Romain Bussart, laboureur à Esparvieu, fit fortune à la révolution en achetant des biens du clergé.
Le baron Alexandre d'Esparvieu, un de ses proches descendants, profita de cette fortune encore toute fraîche pour constituer l'Esparvienne, une bibliothèque de 360.000 volumes, tant imprimés que manuscrits.
Et voilà bien l'univers d'Anatole France reconstitué : une immense bibliothèque, confiée aux bons soins de Julien Sariette, modeste archiviste et paléographe doué d'une méthode et d'une patience obstinées.
Seulement quelques uns de ses volumes semblent avoir été pris d'une sorte de danse de Saint-Guy.
Il y aurait-il derrière tout cela quelque sombre diablerie ?
"La récolte des anges" est une parabole, un épître selon le grand écrivain bibliophile Anatole France.
Il y réinvente l'histoire des cieux, y redéfinit la nature de chacun de ses protagonistes pourtant devenus fameux en 2000 ans de messes, de vêpres et autres liturgiques petites réjouissances.
Anatole France y fait preuve ici d'une subversive ironie.
Le diable est dans le détail, mais aussi dans la bibliothèque éparpillée !
Le malfaiteur est dans la maison.
La trace d'un pied inconnu est remarquée ...
Un chuchotement est entendu ...
L'ange gardien de Maurice d'Esparvieu, dernier du nom, vient à apparaître et c'est ... "la révolte des anges" !
Malgré quelques longueurs, les personnages sont savoureux et les situations sont cocasses.
Cette nouvelle légende est un roman très parisien, puisqu'il paraîtrait que, même déchus, les anges aiment à flâner dans Paris, à y respirer son air tout particulier de liberté, de curiosité et de doute.
Le récit se suffirait presque à lui-même.
Mais il n'est que la tenture qui, écartée, laisse apparaître toute la pensée du grand philosophe.
Car ce livre, "la révolte des anges", est tout de philosophie, et de théologie profane.
Il s'attarde, bien sûr, sur la collusion entre le sabre et le goupillon.
Mais il ne s'en contente pas, le propos s'y enfonce encore bien plus dans un grand chamboulement de l'ordre établi.
Il en vient même à saper les fondements même de la mythologie chrétienne et du pouvoir politique.
Ce livre est une bombe, un concentré d'anarchie tranquille !
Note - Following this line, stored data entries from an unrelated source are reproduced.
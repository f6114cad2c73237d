//! Mitigation strategy selection.
//!
//! A policy engine over days-until-impact: five fixed time buckets each
//! select a disjoint catalogue of deflection and disruption strategies,
//! an approach tag, and a success-probability label. Civil-defense
//! strategies are always included, with an immediate-actions entry
//! injected inside the final week. The selector depends only on size,
//! mass, velocity, and time, never on the blast or seismic stages.

use serde::{Deserialize, Serialize};

use crate::impactor::ImpactorSpec;

/// Time-to-impact bucket boundaries (days).
const DECADES_MIN_DAYS: f64 = 10950.0;
const YEARS_MIN_DAYS: f64 = 3650.0;
const MONTHS_MIN_DAYS: f64 = 365.0;
const WEEKS_MIN_DAYS: f64 = 30.0;

/// Inside this window the civil-defense list gains an immediate-actions entry.
const IMMEDIATE_ACTIONS_MAX_DAYS: f64 = 7.0;

/// Diameter above which an impact is treated as extinction-class (m).
const EXTINCTION_DIAMETER_M: f64 = 1000.0;

/// Time-to-impact bucket.
#[derive(Debug, Clone, Copy, PartialEq, Eq, Serialize, Deserialize)]
#[serde(rename_all = "SCREAMING_SNAKE_CASE")]
pub enum TimeBucket {
    Decades,
    Years,
    Months,
    Weeks,
    Days,
}

impl TimeBucket {
    /// Bucket boundaries are inclusive lower bounds: exactly 10950 days
    /// is Decades, 10949 is Years, and so on down.
    pub fn from_days(days_until_impact: f64) -> Self {
        if days_until_impact >= DECADES_MIN_DAYS {
            TimeBucket::Decades
        } else if days_until_impact >= YEARS_MIN_DAYS {
            TimeBucket::Years
        } else if days_until_impact >= MONTHS_MIN_DAYS {
            TimeBucket::Months
        } else if days_until_impact >= WEEKS_MIN_DAYS {
            TimeBucket::Weeks
        } else {
            TimeBucket::Days
        }
    }
}

/// Recommended approach category for a bucket.
#[derive(Debug, Clone, Copy, PartialEq, Eq, Serialize, Deserialize)]
#[serde(rename_all = "SCREAMING_SNAKE_CASE")]
pub enum ApproachTag {
    LongTermDeflection,
    RapidDeflection,
    EmergencyDeflection,
    DisruptionLastResort,
    CivilDefenseOnly,
}

/// One candidate strategy with its trade-offs.
#[derive(Debug, Clone, PartialEq, Serialize, Deserialize)]
pub struct Strategy {
    pub name: String,
    pub description: String,
    pub advantages: Vec<String>,
    pub disadvantages: Vec<String>,
    pub technical_requirements: Vec<String>,
    pub effectiveness: String,
    pub cost: String,
    /// NASA-style technology readiness level, 1-9.
    pub technology_readiness: u8,
}

/// Static strategy definition; converted to an owned [`Strategy`] when a
/// plan is assembled.
struct StrategyDef {
    name: &'static str,
    description: &'static str,
    advantages: &'static [&'static str],
    disadvantages: &'static [&'static str],
    technical_requirements: &'static [&'static str],
    effectiveness: &'static str,
    cost: &'static str,
    technology_readiness: u8,
}

impl StrategyDef {
    fn to_strategy(&self) -> Strategy {
        Strategy {
            name: self.name.to_string(),
            description: self.description.to_string(),
            advantages: self.advantages.iter().map(|s| s.to_string()).collect(),
            disadvantages: self.disadvantages.iter().map(|s| s.to_string()).collect(),
            technical_requirements: self
                .technical_requirements
                .iter()
                .map(|s| s.to_string())
                .collect(),
            effectiveness: self.effectiveness.to_string(),
            cost: self.cost.to_string(),
            technology_readiness: self.technology_readiness,
        }
    }
}

static GRAVITY_TRACTOR: StrategyDef = StrategyDef {
    name: "Gravity tractor",
    description: "Spacecraft hovers near the asteroid, towing it gravitationally over years",
    advantages: &[
        "Works on any composition, including rubble piles",
        "Precisely controllable deflection",
    ],
    disadvantages: &[
        "Extremely slow; needs decades of lead time",
        "Requires long-duration station keeping",
    ],
    technical_requirements: &[
        "Multi-year deep-space power and propulsion",
        "Precision proximity navigation",
    ],
    effectiveness: "High with decades of warning",
    cost: "Multi-billion USD",
    technology_readiness: 5,
};

static ION_BEAM_SHEPHERD: StrategyDef = StrategyDef {
    name: "Ion beam shepherd",
    description: "Ion engine plume impinges on the surface, pushing the asteroid continuously",
    advantages: &[
        "No physical contact required",
        "Thrust measurable and adjustable in flight",
    ],
    disadvantages: &[
        "Very low thrust; years of operation needed",
        "Twin-engine balancing adds complexity",
    ],
    technical_requirements: &[
        "High-power electric propulsion",
        "Sustained formation flight at close range",
    ],
    effectiveness: "Moderate to high over years",
    cost: "Multi-billion USD",
    technology_readiness: 4,
};

static ALBEDO_MODIFICATION: StrategyDef = StrategyDef {
    name: "Albedo modification",
    description: "Paint or powder coating shifts the Yarkovsky thermal recoil over decades",
    advantages: &[
        "Very low mass delivered to the target",
        "No impulsive stress on the body",
    ],
    disadvantages: &[
        "Slowest known technique",
        "Effect depends on poorly-known thermal properties",
    ],
    technical_requirements: &[
        "Surface coating dispersal system",
        "Long-term orbit determination campaign",
    ],
    effectiveness: "Low; only useful with multi-decade warning",
    cost: "Hundreds of millions USD",
    technology_readiness: 3,
};
//! Physical constants and unit conversions shared by all pipeline stages.
//!
//! Every kernel reads these as plain module constants so the stages stay
//! pure functions with no ambient mutable configuration.

/// Gravitational constant (m³·kg⁻¹·s⁻²)
pub const G: f64 = 6.67430e-11;

/// Earth mean radius in kilometers
pub const EARTH_RADIUS_KM: f64 = 6371.0;

/// Earth mean radius in meters
pub const EARTH_RADIUS_M: f64 = 6.371e6;

/// Surface gravitational acceleration (m/s²) used by the crater scaling law
pub const SURFACE_GRAVITY: f64 = 9.8;

/// Mean Earth-Moon distance in kilometers (one lunar distance)
pub const LUNAR_DISTANCE_KM: f64 = 384_400.0;

/// Seconds per day
pub const SECONDS_PER_DAY: f64 = 86400.0;

/// Seconds per hour
pub const SECONDS_PER_HOUR: f64 = 3600.0;

/// J2000.0 epoch as Unix timestamp (January 1, 2000, 12:00 TT)
/// Note: This is approximate; TT differs from UTC by leap seconds
pub const J2000_UNIX: i64 = 946_728_000;

/// Default impactor bulk density (kg/m³), a stony asteroid
pub const DEFAULT_IMPACTOR_DENSITY: f64 = 3000.0;

/// Energy released by one megaton of TNT (J)
pub const JOULES_PER_MEGATON: f64 = 4.184e15;

/// Energy released by one kiloton of TNT (J)
pub const JOULES_PER_KILOTON: f64 = 4.184e12;

/// Kilometers per degree of latitude (spherical approximation)
pub const KM_PER_DEGREE: f64 = 111.32;

/// GMST polynomial: rotation angle at J2000 (degrees)
pub const GMST_AT_J2000_DEG: f64 = 280.461_618_37;

/// GMST polynomial: degrees of rotation per day since J2000
pub const GMST_DEG_PER_DAY: f64 = 360.985_647_366_29;

/// Sidereal rotation rate in degrees per hour of day
pub const ROTATION_DEG_PER_HOUR: f64 = 15.04107;

/// Pascals-to-PSI and PSI-to-kPa conversions for blast overpressure
pub const KPA_PER_PSI: f64 = 6.894_757;

/// Degrees to radians conversion factor
pub const DEG_TO_RAD: f64 = std::f64::consts::PI / 180.0;

/// Radians to degrees conversion factor
pub const RAD_TO_DEG: f64 = 180.0 / std::f64::consts::PI;

/// Convert Unix timestamp to days since the J2000 epoch
pub fn unix_to_j2000_days(unix_timestamp: i64) -> f64 {
    (unix_timestamp - J2000_UNIX) as f64 / SECONDS_PER_DAY
}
La science, l'art, le savoir, l'amour des hommes et des livres, voilà bien l'univers d'Anatole France reconstitué.
Alors, bien sûr, dans ce livre "la révolte des anges", le mot suit son petit pépère de chemin.
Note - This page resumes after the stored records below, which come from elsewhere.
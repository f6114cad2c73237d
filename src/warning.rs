//! Severity-graded warnings emitted by the seismic and blast stages and
//! rolled up by the report assembler.

use serde::{Deserialize, Serialize};

/// Ordinal warning severity. Ordering is derived, so `Extreme` compares
/// greater than `Critical` and warning lists can be sorted by severity.
#[derive(
    Debug, Clone, Copy, PartialEq, Eq, PartialOrd, Ord, Hash, Serialize, Deserialize,
)]
#[serde(rename_all = "SCREAMING_SNAKE_CASE")]
pub enum Severity {
    Advisory,
    Watch,
    High,
    Critical,
    Extreme,
}

/// A single warning produced by a pipeline stage.
#[derive(Debug, Clone, PartialEq, Serialize, Deserialize)]
pub struct Warning {
    pub severity: Severity,
    pub message: String,
}

impl Warning {
    pub fn new(severity: Severity, message: impl Into<String>) -> Self {
        Self {
            severity,
            message: message.into(),
        }
    }

    /// True for the severities the summary rolls up.
    pub fn is_critical(&self) -> bool {
        self.severity >= Severity::Critical
    }
}

/// Sort warnings in place, most severe first. Stable, so warnings of equal
/// severity keep the order their stage emitted them in.
pub fn sort_by_severity(warnings: &mut [Warning]) {
    warnings.sort_by(|a, b| b.severity.cmp(&a.severity));
}

#[cfg(test)]
mod tests {
    use super::*;

    #[test]
    fn test_severity_ordering() {
        assert!(Severity::Extreme > Severity::Critical);
        assert!(Severity::Critical > Severity::High);
        assert!(Severity::High > Severity::Watch);
        assert!(Severity::Watch > Severity::Advisory);
    }

    #[test]
    fn test_sort_most_severe_first() {
        let mut warnings = vec![
            Warning::new(Severity::Watch, "a"),
            Warning::new(Severity::Extreme, "b"),
            Warning::new(Severity::High, "c"),
        ];
        sort_by_severity(&mut warnings);
        assert_eq!(warnings[0].message, "b");
        assert_eq!(warnings[2].message, "a");
    }

    #[test]
    fn test_critical_rollup_predicate() {
        assert!(Warning::new(Severity::Extreme, "x").is_critical());
        assert!(Warning::new(Severity::Critical, "x").is_critical());
        assert!(!Warning::new(Severity::High, "x").is_critical());
    }
}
Il n'est pas question de se presser, on est bien là, entre amis bibliophiles moqueurs et mécréants.
Il en est de la vie comme de la musique, doit-y régner de l'harmonie.
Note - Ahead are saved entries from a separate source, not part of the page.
fn environmental_effects(effective_yield: f64) -> EnvironmentalEffects {
    let climate_impact = if effective_yield >= 10_000.0 {
        "Impact winter: global temperature collapse lasting years"
    } else if effective_yield >= 1_000.0 {
        "Global cooling of several degrees for months to years"
    } else if effective_yield >= 100.0 {
        "Measurable hemispheric cooling from stratospheric dust"
    } else if effective_yield >= 10.0 {
        "Regional climate disruption from dust loading"
    } else {
        "Negligible climate effect"
    };

    let ozone_depletion = if effective_yield >= 1_000.0 {
        "Severe global ozone destruction from nitrogen oxides"
    } else if effective_yield >= 100.0 {
        "Significant ozone depletion over the impact hemisphere"
    } else if effective_yield >= 10.0 {
        "Minor regional ozone depletion"
    } else {
        "Negligible ozone effect"
    };

    let acid_rain = if effective_yield >= 10_000.0 {
        "Global acid rain from vaporized rock and seawater"
    } else if effective_yield >= 1_000.0 {
        "Continental-scale acid rain"
    } else if effective_yield >= 100.0 {
        "Acid rain across the impact region"
    } else {
        "Negligible acid rain"
    };

    EnvironmentalEffects {
        climate_impact: climate_impact.to_string(),
        ozone_depletion: ozone_depletion.to_string(),
        acid_rain: acid_rain.to_string(),
    }
}

fn casualty_zones(blast_zones: &[BlastZone]) -> Vec<CasualtyZone> {
    let area = |r: f64| PI * r * r;
    let r20 = blast_zones[0].radius_km;
    let r5 = blast_zones[2].radius_km;
    let r1 = blast_zones[4].radius_km;
    let r_glass = blast_zones[5].radius_km;

    vec![
        CasualtyZone {
            name: "Inner lethal zone".to_string(),
            area_km2: area(r20),
            expectation: "Near-total fatalities; scales with population density".to_string(),
        },
        CasualtyZone {
            name: "Severe casualty ring".to_string(),
            area_km2: area(r5) - area(r20),
            expectation: "Majority casualties among the unsheltered population".to_string(),
        },
        CasualtyZone {
            name: "Injury ring".to_string(),
            area_km2: area(r1) - area(r5),
            expectation: "Widespread injuries; fatalities concentrated in collapsed structures"
                .to_string(),
        },
        CasualtyZone {
            name: "Light injury ring".to_string(),
            area_km2: area(r_glass) - area(r1),
            expectation: "Light injuries, mostly from broken glass".to_string(),
        },
    ]
}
Et le plus grand péché dont peut s'enorgueillir la plume d'Anatole France est d'avoir fait du diable le diapason de cette harmonie, d'en avoir fait un héros magnifique, le symbole de la vacuité du pouvoir ...
Un péché impardonnable pour un livre mémorable !
Les plus turbulents de nos écrivains contemporains n'ont qu'à bien se tenir ...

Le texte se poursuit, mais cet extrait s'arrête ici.